Dopo l’intervallo Daniel Harding ha diretto la Sinfonia n. 7 op. 70 di Dvořák, che forse è stata abbinata al Concerto n. 2 di Brahms perché è la più brahmsiana delle sinfonie del compositore ceco (nel primo movimento s’incontra anche una riconoscibilissima citazione di un tema di questo Concerto). La settima è meno celebre della nona consorella, che è favorita da melodie più trascinanti e dall’effetto traino del titolo “Dal Nuovo Mondo”. Ma è anch’essa irresistibile e godibilissima. L’esecuzione rivelava chiaramente la firma di Harding: ariosa, limpida, con i dettagli anche minimi messi in piena luce, con un’architettura solida e spaziosa, ma anche con una certa distanza emotiva, che non va necessariamente considerata un difetto, perché non obbliga l’ascoltatore a provare certe determinate emozioni imposte - per così dire -dall’alto ma lo lascia libero di trovare in se stesso quel che vibra in sintonia con la musica. È una tendenza seguita da alcuni direttori e ha almeno il vantaggio di rifuggire dal protagonismo di certi divi della bacchetta. Comuqnue si sarebbe desiderata una maggiore cordialità - non riesco a trovare parola più adeguata - in linea con l’amabile freschezza di questa musica, con la bellezza delle sue melodie e lo slancio dei suoi ritmi presi dalla musica popolare (o inventati dal compositore sulla falsariga della musica popolare). Invece Harding ha guardato più alla grandiosità d’origine brahmsiana di questa musica, come è assolutamente lecito (e forse giusto?).

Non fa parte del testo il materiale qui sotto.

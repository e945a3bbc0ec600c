//! Naira amount formatting
//!
//! Formats currency amounts and item counts with comma-grouped thousands
//! for the user-facing result strings ("10,000,000.00", "5,000").

/// Format a Naira amount with grouped thousands and two decimal places
///
/// # Arguments
/// * `amount` - Amount in Naira
///
/// # Returns
/// String such as `"1,234,567.89"` (no currency symbol)
pub fn format_naira(amount: f64) -> String {
    let negative = amount.is_sign_negative() && amount != 0.0;
    let fixed = format!("{:.2}", amount.abs());
    let (int_part, frac_part) = match fixed.split_once('.') {
        Some(parts) => parts,
        None => (fixed.as_str(), "00"),
    };
    let grouped = group_thousands(int_part);
    if negative {
        format!("-{}.{}", grouped, frac_part)
    } else {
        format!("{}.{}", grouped, frac_part)
    }
}

/// Format an item count with grouped thousands
///
/// # Arguments
/// * `count` - Whole item count
///
/// # Returns
/// String such as `"5,000"`
pub fn format_count(count: i64) -> String {
    let digits = count.unsigned_abs().to_string();
    let grouped = group_thousands(&digits);
    if count < 0 {
        format!("-{}", grouped)
    } else {
        grouped
    }
}

/// Insert a comma every three digits, counting from the right
fn group_thousands(digits: &str) -> String {
    let len = digits.len();
    let mut out = String::with_capacity(len + len / 3);
    for (i, c) in digits.chars().enumerate() {
        if i > 0 && (len - i) % 3 == 0 {
            out.push(',');
        }
        out.push(c);
    }
    out
}
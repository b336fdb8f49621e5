//! Gated, idempotent pull-and-apply of a generated configuration script.
//! The engine waits for the convergence engine to be idle, refreshes the
//! configuration source, and runs the script only when its content changed.

use std::path::Path;

use anyhow::Result;
use async_trait::async_trait;
use keyward_core::run_state::RunState;

pub mod checksum;
pub mod command;
pub mod engine;

pub use engine::{SyncEngine, SyncError, SyncOptions, SyncOutcome, SyncReport, SyncTarget};

/// Reads the convergence engine's current run state.
#[async_trait]
pub trait RunStateSource: Send + Sync {
    async fn current_state(&self) -> Result<RunState>;
}

/// Brings the local configuration source up to date with its upstream.
#[async_trait]
pub trait SourceRefresher: Send + Sync {
    async fn refresh(&self) -> Result<()>;
}

/// Executes the configuration script as an opaque external program.
#[async_trait]
pub trait ScriptRunner: Send + Sync {
    async fn run(&self, script: &Path) -> Result<()>;
}
impl SyncEngine {
    pub fn new(
        target: SyncTarget,
        options: SyncOptions,
        state: Arc<dyn RunStateSource>,
        refresher: Arc<dyn SourceRefresher>,
        runner: Arc<dyn ScriptRunner>,
    ) -> Self {
        Self {
            target,
            options,
            state,
            refresher,
            runner,
            events: Arc::new(TracingEventSink),
        }
    }

    pub fn with_events(mut self, events: Arc<dyn EventSink>) -> Self {
        self.events = events;
        self
    }

    pub fn target(&self) -> &SyncTarget {
        &self.target
    }

    /// Run once to completion. On any failure the hash record is left as it
    /// was, so the next run retries the same configuration.
    #[instrument(skip_all, fields(script = %self.target.script_name, force = self.options.force))]
    pub async fn run(&self) -> Result<SyncReport, SyncError> {
        self.target.validate()?;
        self.events
            .emit(EVENT_START, Severity::Information, "configuration sync started");

        let waits = self.wait_for_safe_state().await?;

        self.refresher.refresh().await.map_err(SyncError::Refresh)?;
        debug!("configuration source refreshed");

        let script = self.target.script_path();
        let record = self.target.hash_record_path();
        if !self.options.force && checksum::matches(&script, &record) {
            self.events.emit(
                EVENT_SKIPPED,
                Severity::Information,
                "configuration unchanged; skipping apply",
            );
            self.finish(SyncOutcome::Skipped);
            return Ok(SyncReport {
                outcome: SyncOutcome::Skipped,
                waits,
                hash: None,
            });
        }

        let staged = StagedHash::prepare(&script, &record)?;
        self.runner.run(&script).await.map_err(SyncError::Apply)?;
        let hash = staged.commit()?;

        self.events.emit(
            EVENT_APPLIED,
            Severity::Information,
            &format!("configuration applied ({hash})"),
        );
        self.finish(SyncOutcome::Applied);
        Ok(SyncReport {
            outcome: SyncOutcome::Applied,
            waits,
            hash: Some(hash),
        })
    }

    async fn wait_for_safe_state(&self) -> Result<u32, SyncError> {
        let started = Instant::now();
        let mut waits = 0;
        loop {
            let state = self
                .state
                .current_state()
                .await
                .map_err(SyncError::StateRead)?;
            if state.is_safe() {
                return Ok(waits);
            }

            if waits == 0 {
                self.events.emit(
                    EVENT_WAITING,
                    Severity::Warning,
                    &format!("convergence engine is {state}; waiting for it to become idle"),
                );
            }
            let waited = started.elapsed();
            if let Some(max) = self.options.max_wait {
                if waited >= max {
                    return Err(SyncError::StateWaitExceeded {
                        waited,
                        last_state: state,
                    });
                }
            }
            waits += 1;
            tokio::time::sleep(self.options.poll_interval).await;
        }
    }

    fn finish(&self, outcome: SyncOutcome) {
        info!(?outcome, "configuration sync finished");
        self.events
            .emit(EVENT_DONE, Severity::Information, "configuration sync finished");
    }
}

/// New hash written next to the record before the script runs, moved into
/// place only after the script succeeds. Dropping it discards the staged file.
struct StagedHash {
    tmp: NamedTempFile,
    record: PathBuf,
    hash: String,
}

impl StagedHash {
    fn prepare(script: &Path, record: &Path) -> Result<Self, SyncError> {
        let hash = checksum::file_hash(script).map_err(|source| SyncError::Io {
            path: script.to_path_buf(),
            source,
        })?;

        let io_err = |source| SyncError::Io {
            path: record.to_path_buf(),
            source,
        };
        let parent = match record.parent() {
            Some(p) if !p.as_os_str().is_empty() => p,
            _ => Path::new("."),
        };
        fs::create_dir_all(parent).map_err(io_err)?;
        let mut tmp = NamedTempFile::new_in(parent).map_err(io_err)?;
        tmp.write_all(hash.as_bytes()).map_err(io_err)?;
        tmp.flush().map_err(io_err)?;

        Ok(Self {
            tmp,
            record: record.to_path_buf(),
            hash,
        })
    }

    fn commit(self) -> Result<String, SyncError> {
        let Self { tmp, record, hash } = self;
        tmp.persist(&record).map_err(|e| SyncError::Record {
            path: record.clone(),
            source: e.error,
        })?;
        Ok(hash)
    }
}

Il pubblico della replica di venerdì ha avuto in regalo due bis. Da Trifonov la ventesima delle “Visions fugitives” op. 22, un pezzo lontanissimo dal Prokof’ev “diabolico”, fatto di poche note, che si potrebbero quasi suonare con un dito solo: forse la conferma che Trifonov non si sentiva in forma e non voleva affaticarsi troppo. E poi non ha soddisfatto le insistenti richieste di altri bis da parte del pubblico, che non smetteva di applaudire. Eccezionalmente anche l’orchestra ha offerto un bis, che evidentemente aveva preparato in vista della tournée: era “Valse triste”, eseguita con grande eleganza, unita alla malinconica luce nordica che avvolge questo famosissimo pezzo di Sibelius.